The last important difference between spreadsheets and databases is that spreadsheets are designed to be used by a single person or a very small group of people. In contrast, databases can be accessed by multiple users and programs at the same time. What is more, databases are designed to handle multiple simultaneous read/write requests.

What Is a Database Used For?

Many times a database starts out as a simple list in a text document or a table in a spreadsheet. However, as the amount of stored information increases, the list or table grows larger and more difficult to understand and to find the data you are looking for. What is more, you may start duplicating parts of the information that is already saved. In situations like these, it is a good idea to transfer your information into a proper database where the information can be properly organized and thoroughly searched and analyzed when needed.

Corporations and other large companies take full advantage of the search and analysis capabilities of databases. In fact, databases and data warehouses are core tools in any organization’s business intelligence strategy. It is common for large corporations to keep as much information as possible in a database. This information can include their customer list, business documents, financial data, statistics, scientific facts, and technical information. All of this historical data is then analyzed in detail in an effort to predict future business outlook.

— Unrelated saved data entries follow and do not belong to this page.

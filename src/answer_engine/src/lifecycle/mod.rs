mod shutdown;

pub use shutdown::{graceful_shutdown_signal, wait_for_active_executions};
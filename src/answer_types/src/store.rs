//! The durable store collaborator.
//!
//! Treated as a generic typed table abstraction (`SPEC_FULL.md` §6); the
//! core never depends on a concrete database. Mirrors the shape of the
//! host's canister RPC surface (`claim_job`/`complete_job` style
//! request/response pairs) without any IC-specific transport.

use crate::collector_result::CollectorResult;
use crate::error::StoreError;
use crate::execution::Execution;
use crate::ids::{CollectorResultId, ExecutionId};
use async_trait::async_trait;
use serde_json::{Map, Value};

#[derive(Debug, Clone, Default)]
pub struct ExecutionPatch {
    pub status: Option<crate::execution::ExecutionStatus>,
    pub brightdata_snapshot_id: Option<String>,
    pub error_message: Option<String>,
    pub error_metadata: Option<Value>,
    pub retry_count: Option<u32>,
    pub append_attempt: Option<crate::execution::Attempt>,
    pub metadata_merge: Option<Map<String, Value>>,
}

#[derive(Debug, Clone, Default)]
pub struct CollectorResultPatch {
    pub status: Option<crate::collector_result::CollectorResultStatus>,
    pub raw_answer: Option<String>,
    pub citations: Option<Vec<String>>,
    pub urls: Option<Vec<String>>,
    pub topic: Option<String>,
    pub collection_time_ms: Option<u64>,
    pub brightdata_snapshot_id: Option<String>,
    pub raw_response_json: Option<Value>,
    pub error_message: Option<String>,
    pub metadata_merge: Option<Map<String, Value>>,
}

#[async_trait]
pub trait CollectorStore: Send + Sync {
    async fn insert_execution(&self, execution: Execution) -> Result<ExecutionId, StoreError>;
    async fn insert_collector_result(
        &self,
        result: CollectorResult,
    ) -> Result<CollectorResultId, StoreError>;
    async fn update_execution(
        &self,
        id: ExecutionId,
        patch: ExecutionPatch,
    ) -> Result<(), StoreError>;
    async fn update_collector_result(
        &self,
        id: CollectorResultId,
        patch: CollectorResultPatch,
    ) -> Result<(), StoreError>;
    async fn upsert_collector_result_by_execution(
        &self,
        execution_id: ExecutionId,
        patch: CollectorResultPatch,
    ) -> Result<CollectorResultId, StoreError>;
    async fn find_collector_result_by_snapshot(
        &self,
        snapshot_id: &str,
    ) -> Result<Option<CollectorResult>, StoreError>;
    async fn find_execution_by_snapshot(
        &self,
        snapshot_id: &str,
    ) -> Result<Option<Execution>, StoreError>;
    async fn get_execution(&self, id: ExecutionId) -> Result<Option<Execution>, StoreError>;
    async fn get_collector_result(
        &self,
        id: CollectorResultId,
    ) -> Result<Option<CollectorResult>, StoreError>;
    async fn get_collector_result_by_execution(
        &self,
        execution_id: ExecutionId,
    ) -> Result<Option<CollectorResult>, StoreError>;
    /// All executions not yet in a terminal status, for startup reconciliation.
    async fn list_non_terminal_executions(&self) -> Result<Vec<Execution>, StoreError>;
}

Last, but certainly not least, databases are also a vital component in most modern applications and websites. If the application you are using relies on a server back-end, then it most likely uses a database to store its information. Similarly, most modern websites are built using a content management system (CMS) like WordPress, Drupal, or Joomla, and almost all content management systems utilize a database to store your data, such as posts, pages, comments, users, etc. As such, databases are essential tools in both software development as well as web hosting.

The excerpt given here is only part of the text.